### Task details
Work through the records below and copy every line that includes "TemplateRepository".

### Data provided
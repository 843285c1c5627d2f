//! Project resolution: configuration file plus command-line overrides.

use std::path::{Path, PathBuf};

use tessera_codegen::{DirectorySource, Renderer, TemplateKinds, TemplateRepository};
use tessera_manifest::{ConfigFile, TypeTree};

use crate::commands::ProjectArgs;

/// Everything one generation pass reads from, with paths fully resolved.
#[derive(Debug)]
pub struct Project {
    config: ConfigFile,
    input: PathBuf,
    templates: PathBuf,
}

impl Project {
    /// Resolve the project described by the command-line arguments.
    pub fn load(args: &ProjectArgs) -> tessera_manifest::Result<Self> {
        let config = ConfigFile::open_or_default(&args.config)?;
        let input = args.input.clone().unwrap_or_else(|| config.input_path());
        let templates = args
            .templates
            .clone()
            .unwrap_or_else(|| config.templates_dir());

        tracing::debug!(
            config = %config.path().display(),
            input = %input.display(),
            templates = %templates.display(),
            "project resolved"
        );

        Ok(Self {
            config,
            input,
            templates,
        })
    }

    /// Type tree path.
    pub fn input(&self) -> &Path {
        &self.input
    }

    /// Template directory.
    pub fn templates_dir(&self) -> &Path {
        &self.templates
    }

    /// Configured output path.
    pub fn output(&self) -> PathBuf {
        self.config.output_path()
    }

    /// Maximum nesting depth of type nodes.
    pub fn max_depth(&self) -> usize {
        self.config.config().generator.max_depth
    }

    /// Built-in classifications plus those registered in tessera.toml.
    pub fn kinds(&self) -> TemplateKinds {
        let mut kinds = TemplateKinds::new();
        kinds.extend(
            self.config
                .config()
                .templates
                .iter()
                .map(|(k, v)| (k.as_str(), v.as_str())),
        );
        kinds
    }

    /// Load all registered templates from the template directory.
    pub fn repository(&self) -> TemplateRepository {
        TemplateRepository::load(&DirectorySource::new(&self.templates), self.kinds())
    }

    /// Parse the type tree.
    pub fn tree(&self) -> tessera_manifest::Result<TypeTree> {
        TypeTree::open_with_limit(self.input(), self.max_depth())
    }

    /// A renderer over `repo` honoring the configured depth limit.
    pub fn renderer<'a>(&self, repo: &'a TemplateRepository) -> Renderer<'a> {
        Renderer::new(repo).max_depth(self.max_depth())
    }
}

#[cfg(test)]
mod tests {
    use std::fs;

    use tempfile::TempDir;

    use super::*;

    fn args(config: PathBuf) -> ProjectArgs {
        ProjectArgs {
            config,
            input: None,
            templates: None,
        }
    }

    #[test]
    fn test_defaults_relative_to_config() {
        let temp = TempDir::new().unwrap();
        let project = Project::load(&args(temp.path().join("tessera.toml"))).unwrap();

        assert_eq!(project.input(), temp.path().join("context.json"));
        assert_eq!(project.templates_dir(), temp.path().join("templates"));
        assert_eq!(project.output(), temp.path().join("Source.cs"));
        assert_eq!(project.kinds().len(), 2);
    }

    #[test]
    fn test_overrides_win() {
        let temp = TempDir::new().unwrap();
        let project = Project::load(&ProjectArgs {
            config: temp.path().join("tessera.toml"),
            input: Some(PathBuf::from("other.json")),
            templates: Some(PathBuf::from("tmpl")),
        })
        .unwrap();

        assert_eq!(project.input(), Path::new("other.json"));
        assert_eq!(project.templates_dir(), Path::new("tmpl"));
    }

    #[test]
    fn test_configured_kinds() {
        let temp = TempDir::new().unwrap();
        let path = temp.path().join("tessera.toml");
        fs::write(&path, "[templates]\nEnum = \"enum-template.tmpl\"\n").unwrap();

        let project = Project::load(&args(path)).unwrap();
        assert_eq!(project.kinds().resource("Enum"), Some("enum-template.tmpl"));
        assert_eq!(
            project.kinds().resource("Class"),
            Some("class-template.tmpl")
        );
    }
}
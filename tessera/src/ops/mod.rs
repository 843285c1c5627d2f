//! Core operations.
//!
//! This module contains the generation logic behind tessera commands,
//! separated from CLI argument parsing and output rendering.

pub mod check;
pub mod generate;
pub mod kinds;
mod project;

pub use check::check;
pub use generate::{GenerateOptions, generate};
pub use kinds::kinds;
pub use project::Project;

### Result for this exercise
use tessera_codegen::{DirectorySource, Renderer, TemplateKinds, TemplateRepository};
    pub fn repository(&self) -> TemplateRepository {
        TemplateRepository::load(&DirectorySource::new(&self.templates), self.kinds())
    pub fn renderer<'a>(&self, repo: &'a TemplateRepository) -> Renderer<'a> {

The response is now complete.